◆ TASK STATEMENT
The line containing "assert_eq!(idx1, idx2);" marks the start, and the last line of the records below marks the end. Print that run exactly and nothing else.

______

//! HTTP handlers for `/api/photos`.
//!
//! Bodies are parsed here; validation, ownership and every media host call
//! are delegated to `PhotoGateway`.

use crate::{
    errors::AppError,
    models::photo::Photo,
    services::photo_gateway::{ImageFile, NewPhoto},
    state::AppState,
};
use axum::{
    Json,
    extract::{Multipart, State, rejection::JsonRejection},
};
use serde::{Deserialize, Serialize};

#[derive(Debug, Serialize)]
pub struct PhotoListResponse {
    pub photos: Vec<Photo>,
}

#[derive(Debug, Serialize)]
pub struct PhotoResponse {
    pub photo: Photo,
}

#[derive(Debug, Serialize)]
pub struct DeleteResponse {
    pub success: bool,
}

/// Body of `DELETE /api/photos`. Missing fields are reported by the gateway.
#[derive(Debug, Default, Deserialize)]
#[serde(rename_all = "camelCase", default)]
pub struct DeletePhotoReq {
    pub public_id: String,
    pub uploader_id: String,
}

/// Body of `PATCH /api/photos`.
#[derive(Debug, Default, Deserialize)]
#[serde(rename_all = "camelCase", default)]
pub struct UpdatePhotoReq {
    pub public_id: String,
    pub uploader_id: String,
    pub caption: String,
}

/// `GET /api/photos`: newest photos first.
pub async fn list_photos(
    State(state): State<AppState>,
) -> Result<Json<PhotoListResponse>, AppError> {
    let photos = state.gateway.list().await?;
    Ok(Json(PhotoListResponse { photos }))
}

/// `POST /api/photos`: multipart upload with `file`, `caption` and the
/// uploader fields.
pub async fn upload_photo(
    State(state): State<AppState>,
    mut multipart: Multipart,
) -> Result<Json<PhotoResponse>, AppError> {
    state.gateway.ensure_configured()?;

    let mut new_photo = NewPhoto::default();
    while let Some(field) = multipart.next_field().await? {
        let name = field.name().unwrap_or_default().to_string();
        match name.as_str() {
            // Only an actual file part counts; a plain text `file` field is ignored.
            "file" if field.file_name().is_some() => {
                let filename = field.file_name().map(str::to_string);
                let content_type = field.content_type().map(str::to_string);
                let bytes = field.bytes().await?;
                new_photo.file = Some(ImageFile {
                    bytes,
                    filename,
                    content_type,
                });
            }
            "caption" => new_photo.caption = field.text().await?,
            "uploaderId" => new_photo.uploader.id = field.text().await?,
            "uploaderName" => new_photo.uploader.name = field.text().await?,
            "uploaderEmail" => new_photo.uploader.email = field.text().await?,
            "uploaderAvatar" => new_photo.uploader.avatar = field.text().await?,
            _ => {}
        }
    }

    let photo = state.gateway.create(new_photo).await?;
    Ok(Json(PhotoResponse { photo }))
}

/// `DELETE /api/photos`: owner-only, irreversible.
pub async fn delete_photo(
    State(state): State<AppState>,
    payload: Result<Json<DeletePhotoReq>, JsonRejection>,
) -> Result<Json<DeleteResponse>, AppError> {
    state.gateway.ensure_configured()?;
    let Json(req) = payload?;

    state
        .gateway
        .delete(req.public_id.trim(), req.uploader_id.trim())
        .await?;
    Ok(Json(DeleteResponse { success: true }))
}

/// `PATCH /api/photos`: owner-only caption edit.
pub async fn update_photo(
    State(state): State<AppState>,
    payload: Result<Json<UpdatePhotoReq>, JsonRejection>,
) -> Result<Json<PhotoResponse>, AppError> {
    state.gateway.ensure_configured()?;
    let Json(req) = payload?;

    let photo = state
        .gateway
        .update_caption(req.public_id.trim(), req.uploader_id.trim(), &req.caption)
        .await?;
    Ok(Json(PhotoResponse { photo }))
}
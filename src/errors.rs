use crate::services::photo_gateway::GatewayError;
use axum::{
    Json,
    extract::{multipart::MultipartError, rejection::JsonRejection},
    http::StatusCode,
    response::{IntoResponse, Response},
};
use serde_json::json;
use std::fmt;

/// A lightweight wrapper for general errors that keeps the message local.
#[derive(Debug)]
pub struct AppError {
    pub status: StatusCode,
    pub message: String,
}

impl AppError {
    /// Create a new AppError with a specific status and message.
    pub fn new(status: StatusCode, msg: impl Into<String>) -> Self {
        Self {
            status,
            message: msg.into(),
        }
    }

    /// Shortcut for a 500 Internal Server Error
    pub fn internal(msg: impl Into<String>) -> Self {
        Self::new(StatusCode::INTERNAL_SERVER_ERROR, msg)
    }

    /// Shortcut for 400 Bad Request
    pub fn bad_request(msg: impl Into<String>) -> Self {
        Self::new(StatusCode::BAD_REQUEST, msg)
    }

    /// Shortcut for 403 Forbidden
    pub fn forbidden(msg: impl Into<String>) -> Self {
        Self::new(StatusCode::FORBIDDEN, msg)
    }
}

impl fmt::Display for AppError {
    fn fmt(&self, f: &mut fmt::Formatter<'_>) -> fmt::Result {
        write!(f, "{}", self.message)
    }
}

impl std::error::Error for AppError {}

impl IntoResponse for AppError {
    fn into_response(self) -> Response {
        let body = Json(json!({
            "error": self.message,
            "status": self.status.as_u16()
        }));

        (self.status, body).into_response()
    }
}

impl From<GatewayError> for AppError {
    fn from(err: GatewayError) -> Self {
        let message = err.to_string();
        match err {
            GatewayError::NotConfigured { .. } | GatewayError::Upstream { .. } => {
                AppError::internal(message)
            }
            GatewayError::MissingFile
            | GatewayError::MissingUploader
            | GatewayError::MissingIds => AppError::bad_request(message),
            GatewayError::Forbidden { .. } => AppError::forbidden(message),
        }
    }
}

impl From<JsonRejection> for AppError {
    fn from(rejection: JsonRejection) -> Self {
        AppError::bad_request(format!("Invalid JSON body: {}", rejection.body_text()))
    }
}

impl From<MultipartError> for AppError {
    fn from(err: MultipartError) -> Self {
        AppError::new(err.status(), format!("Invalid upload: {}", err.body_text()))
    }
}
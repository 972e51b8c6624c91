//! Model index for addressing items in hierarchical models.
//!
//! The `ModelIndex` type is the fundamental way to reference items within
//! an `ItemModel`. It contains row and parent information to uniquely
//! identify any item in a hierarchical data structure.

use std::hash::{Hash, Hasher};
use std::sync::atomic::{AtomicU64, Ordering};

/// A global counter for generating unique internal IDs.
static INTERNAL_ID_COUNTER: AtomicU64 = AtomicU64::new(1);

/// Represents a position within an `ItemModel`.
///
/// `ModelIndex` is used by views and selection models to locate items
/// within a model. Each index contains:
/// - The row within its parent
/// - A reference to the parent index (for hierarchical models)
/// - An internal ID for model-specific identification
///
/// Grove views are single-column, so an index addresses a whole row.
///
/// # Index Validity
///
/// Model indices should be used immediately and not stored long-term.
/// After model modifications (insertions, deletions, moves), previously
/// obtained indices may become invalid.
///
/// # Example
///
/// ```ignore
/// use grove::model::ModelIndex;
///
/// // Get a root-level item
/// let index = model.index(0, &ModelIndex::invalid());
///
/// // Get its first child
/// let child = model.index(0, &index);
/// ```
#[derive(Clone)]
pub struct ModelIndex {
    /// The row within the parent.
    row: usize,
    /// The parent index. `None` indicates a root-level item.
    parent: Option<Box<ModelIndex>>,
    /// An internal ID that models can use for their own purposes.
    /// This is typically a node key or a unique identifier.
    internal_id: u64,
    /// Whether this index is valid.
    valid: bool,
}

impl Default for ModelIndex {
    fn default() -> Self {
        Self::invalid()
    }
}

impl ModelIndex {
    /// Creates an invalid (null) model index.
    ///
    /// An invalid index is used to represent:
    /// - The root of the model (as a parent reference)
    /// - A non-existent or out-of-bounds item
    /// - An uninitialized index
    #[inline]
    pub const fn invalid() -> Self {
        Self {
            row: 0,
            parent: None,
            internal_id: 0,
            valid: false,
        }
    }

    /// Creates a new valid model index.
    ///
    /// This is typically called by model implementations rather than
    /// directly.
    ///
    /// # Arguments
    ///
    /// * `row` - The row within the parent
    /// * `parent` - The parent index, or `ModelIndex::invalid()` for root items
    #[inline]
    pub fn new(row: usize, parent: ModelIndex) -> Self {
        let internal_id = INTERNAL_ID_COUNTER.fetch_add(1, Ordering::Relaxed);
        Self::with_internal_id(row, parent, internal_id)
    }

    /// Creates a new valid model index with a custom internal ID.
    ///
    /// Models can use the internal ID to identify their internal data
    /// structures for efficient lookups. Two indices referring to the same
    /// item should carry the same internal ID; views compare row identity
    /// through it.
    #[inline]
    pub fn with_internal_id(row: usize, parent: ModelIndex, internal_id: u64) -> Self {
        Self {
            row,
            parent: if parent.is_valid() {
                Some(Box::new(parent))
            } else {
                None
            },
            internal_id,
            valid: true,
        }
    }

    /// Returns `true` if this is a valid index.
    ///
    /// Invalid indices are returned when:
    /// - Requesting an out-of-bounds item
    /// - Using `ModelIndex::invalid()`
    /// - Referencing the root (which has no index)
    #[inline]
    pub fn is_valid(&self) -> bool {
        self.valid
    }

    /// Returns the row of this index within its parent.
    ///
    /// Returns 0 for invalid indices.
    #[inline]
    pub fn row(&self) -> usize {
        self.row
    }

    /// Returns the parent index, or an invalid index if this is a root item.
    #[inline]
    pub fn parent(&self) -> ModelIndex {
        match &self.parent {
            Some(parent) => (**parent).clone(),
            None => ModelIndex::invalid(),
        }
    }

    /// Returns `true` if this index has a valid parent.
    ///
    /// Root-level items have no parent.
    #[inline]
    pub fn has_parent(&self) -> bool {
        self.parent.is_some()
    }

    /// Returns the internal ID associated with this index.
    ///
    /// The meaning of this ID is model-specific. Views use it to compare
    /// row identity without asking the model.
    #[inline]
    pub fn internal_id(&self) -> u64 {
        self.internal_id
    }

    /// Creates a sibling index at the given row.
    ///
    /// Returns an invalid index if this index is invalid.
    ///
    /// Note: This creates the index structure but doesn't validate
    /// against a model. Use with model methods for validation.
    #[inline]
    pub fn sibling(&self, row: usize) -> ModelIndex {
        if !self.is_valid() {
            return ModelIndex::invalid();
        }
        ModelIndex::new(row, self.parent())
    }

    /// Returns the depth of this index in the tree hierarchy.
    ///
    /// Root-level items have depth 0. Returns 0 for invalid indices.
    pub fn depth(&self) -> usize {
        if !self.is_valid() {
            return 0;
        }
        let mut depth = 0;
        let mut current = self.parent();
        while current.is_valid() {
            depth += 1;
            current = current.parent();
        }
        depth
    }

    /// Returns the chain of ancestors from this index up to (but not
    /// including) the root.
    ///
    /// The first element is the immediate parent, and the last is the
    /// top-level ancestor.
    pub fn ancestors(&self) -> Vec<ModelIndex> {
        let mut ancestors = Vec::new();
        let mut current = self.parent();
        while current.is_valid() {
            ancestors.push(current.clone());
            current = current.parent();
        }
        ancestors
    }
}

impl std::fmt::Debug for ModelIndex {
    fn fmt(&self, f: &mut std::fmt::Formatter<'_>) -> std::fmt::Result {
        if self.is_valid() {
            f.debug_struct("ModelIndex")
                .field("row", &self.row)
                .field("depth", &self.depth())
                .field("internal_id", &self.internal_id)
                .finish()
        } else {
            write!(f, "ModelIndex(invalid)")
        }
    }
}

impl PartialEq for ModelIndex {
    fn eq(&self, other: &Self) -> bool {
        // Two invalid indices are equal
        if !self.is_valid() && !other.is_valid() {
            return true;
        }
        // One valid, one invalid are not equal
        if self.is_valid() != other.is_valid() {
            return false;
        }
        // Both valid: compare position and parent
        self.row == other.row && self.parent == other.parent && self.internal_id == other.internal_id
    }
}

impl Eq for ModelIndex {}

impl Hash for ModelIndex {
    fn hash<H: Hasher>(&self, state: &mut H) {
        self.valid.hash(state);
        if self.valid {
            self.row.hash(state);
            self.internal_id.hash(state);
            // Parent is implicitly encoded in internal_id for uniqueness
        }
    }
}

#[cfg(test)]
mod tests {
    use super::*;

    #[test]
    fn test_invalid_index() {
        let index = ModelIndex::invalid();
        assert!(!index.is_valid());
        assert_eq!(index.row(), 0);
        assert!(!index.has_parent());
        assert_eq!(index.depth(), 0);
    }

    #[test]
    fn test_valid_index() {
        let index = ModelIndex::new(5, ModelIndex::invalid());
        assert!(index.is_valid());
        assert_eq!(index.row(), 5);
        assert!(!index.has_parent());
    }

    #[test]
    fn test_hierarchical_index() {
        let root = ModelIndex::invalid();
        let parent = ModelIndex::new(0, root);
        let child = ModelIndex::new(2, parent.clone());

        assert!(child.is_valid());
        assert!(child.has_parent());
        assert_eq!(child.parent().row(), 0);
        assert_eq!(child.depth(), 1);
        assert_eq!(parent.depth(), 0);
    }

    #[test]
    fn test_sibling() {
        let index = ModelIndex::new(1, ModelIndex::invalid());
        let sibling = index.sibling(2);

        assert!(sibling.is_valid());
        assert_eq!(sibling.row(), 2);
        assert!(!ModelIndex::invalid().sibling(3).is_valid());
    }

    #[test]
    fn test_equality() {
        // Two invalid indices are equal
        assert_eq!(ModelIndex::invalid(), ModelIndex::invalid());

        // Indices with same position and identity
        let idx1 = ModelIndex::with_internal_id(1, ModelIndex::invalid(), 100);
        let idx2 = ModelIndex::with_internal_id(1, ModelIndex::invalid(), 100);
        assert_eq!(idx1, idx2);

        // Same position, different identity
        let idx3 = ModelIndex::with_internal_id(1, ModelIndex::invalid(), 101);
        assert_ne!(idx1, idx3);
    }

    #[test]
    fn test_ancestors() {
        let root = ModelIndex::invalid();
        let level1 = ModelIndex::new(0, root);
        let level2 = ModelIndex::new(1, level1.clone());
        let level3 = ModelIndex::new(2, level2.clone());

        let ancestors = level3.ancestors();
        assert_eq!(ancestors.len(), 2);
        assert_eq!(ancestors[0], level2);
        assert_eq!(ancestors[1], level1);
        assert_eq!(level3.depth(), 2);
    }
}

______

◆ ANSWER SPACE
        assert_eq!(idx1, idx2);

        // Same position, different identity
        let idx3 = ModelIndex::with_internal_id(1, ModelIndex::invalid(), 101);
        assert_ne!(idx1, idx3);
    }

    #[test]
    fn test_ancestors() {
        let root = ModelIndex::invalid();
        let level1 = ModelIndex::new(0, root);
        let level2 = ModelIndex::new(1, level1.clone());
        let level3 = ModelIndex::new(2, level2.clone());

        let ancestors = level3.ancestors();
        assert_eq!(ancestors.len(), 2);
        assert_eq!(ancestors[0], level2);
        assert_eq!(ancestors[1], level1);
        assert_eq!(level3.depth(), 2);
    }
}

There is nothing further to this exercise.